Every entry below, from first to last, should be copied exactly.
+++
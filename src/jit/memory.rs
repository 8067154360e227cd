use std::ops::Index;
use std::ptr;
use std::slice::SliceIndex;

use libc::{c_void, size_t};

use crate::error::CompileError;

/// One anonymous mapping holding every compiled block. It stays
/// read-write-execute for its whole life: branch tails are rewritten in
/// place after the code has already run.
pub struct ExecutableBuffer {
    addr: *mut c_void,
    len: size_t,
}

impl ExecutableBuffer {
    pub fn allocate(size: usize) -> Result<Self, CompileError> {
        use libc::{MAP_ANON, MAP_PRIVATE, PROT_EXEC, PROT_READ, PROT_WRITE};

        let memory = unsafe {
            libc::mmap(
                ptr::null_mut(),
                size,
                PROT_READ | PROT_WRITE | PROT_EXEC,
                MAP_PRIVATE | MAP_ANON,
                -1,
                0,
            )
        };

        if memory == libc::MAP_FAILED {
            return Err(CompileError::ExecutableMap);
        }

        Ok(ExecutableBuffer {
            addr: memory,
            len: size,
        })
    }

    pub fn len(&self) -> usize {
        self.len
    }

    pub fn is_empty(&self) -> bool {
        self.len == 0
    }

    /// Absolute address of the byte at `offset`.
    pub fn address_at(&self, offset: usize) -> u64 {
        self.addr as u64 + offset as u64
    }

    pub fn write(&mut self, at: usize, bytes: &[u8]) {
        assert!(
            at + bytes.len() <= self.len,
            "Encoded block at {} overruns the {} byte buffer",
            at,
            self.len
        );
        unsafe {
            ptr::copy_nonoverlapping(bytes.as_ptr(), (self.addr as *mut u8).add(at), bytes.len());
        }
    }
}

impl<I> Index<I> for ExecutableBuffer
where
    I: SliceIndex<[u8]>,
{
    type Output = I::Output;

    fn index(&self, index: I) -> &Self::Output {
        unsafe { &std::slice::from_raw_parts(self.addr as *const u8, self.len)[index] }
    }
}

impl Drop for ExecutableBuffer {
    fn drop(&mut self) {
        unsafe {
            libc::munmap(self.addr, self.len);
        }
        self.addr = ptr::null_mut();
        self.len = 0;
    }
}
+++
**TASK OUTPUT**
filename src/jit/memory.rs
repository 8067154360e227cd
use std::ops::Index;
use std::ptr;
use std::slice::SliceIndex;

use libc::{c_void, size_t};

use crate::error::CompileError;

/// One anonymous mapping holding every compiled block. It stays
/// read-write-execute for its whole life: branch tails are rewritten in
/// place after the code has already run.
pub struct ExecutableBuffer {
    addr: *mut c_void,
    len: size_t,
}

impl ExecutableBuffer {
    pub fn allocate(size: usize) -> Result<Self, CompileError> {
        use libc::{MAP_ANON, MAP_PRIVATE, PROT_EXEC, PROT_READ, PROT_WRITE};

        let memory = unsafe {
            libc::mmap(
                ptr::null_mut(),
                size,
                PROT_READ | PROT_WRITE | PROT_EXEC,
                MAP_PRIVATE | MAP_ANON,
                -1,
                0,
            )
        };

        if memory == libc::MAP_FAILED {
            return Err(CompileError::ExecutableMap);
        }

        Ok(ExecutableBuffer {
            addr: memory,
            len: size,
        })
    }

    pub fn len(&self) -> usize {
        self.len
    }

    pub fn is_empty(&self) -> bool {
        self.len == 0
    }

    /// Absolute address of the byte at `offset`.
    pub fn address_at(&self, offset: usize) -> u64 {
        self.addr as u64 + offset as u64
    }

    pub fn write(&mut self, at: usize, bytes: &[u8]) {
        assert!(
            at + bytes.len() <= self.len,
            "Encoded block at {} overruns the {} byte buffer",
            at,
            self.len
        );
        unsafe {
            ptr::copy_nonoverlapping(bytes.as_ptr(), (self.addr as *mut u8).add(at), bytes.len());
        }
    }
}

impl<I> Index<I> for ExecutableBuffer
where
    I: SliceIndex<[u8]>,
{
    type Output = I::Output;

    fn index(&self, index: I) -> &Self::Output {
        unsafe { &std::slice::from_raw_parts(self.addr as *const u8, self.len)[index] }
    }
}

impl Drop for ExecutableBuffer {
    fn drop(&mut self) {
        unsafe {
            libc::munmap(self.addr, self.len);
        }
        self.addr = ptr::null_mut();
        self.len = 0;
    }
}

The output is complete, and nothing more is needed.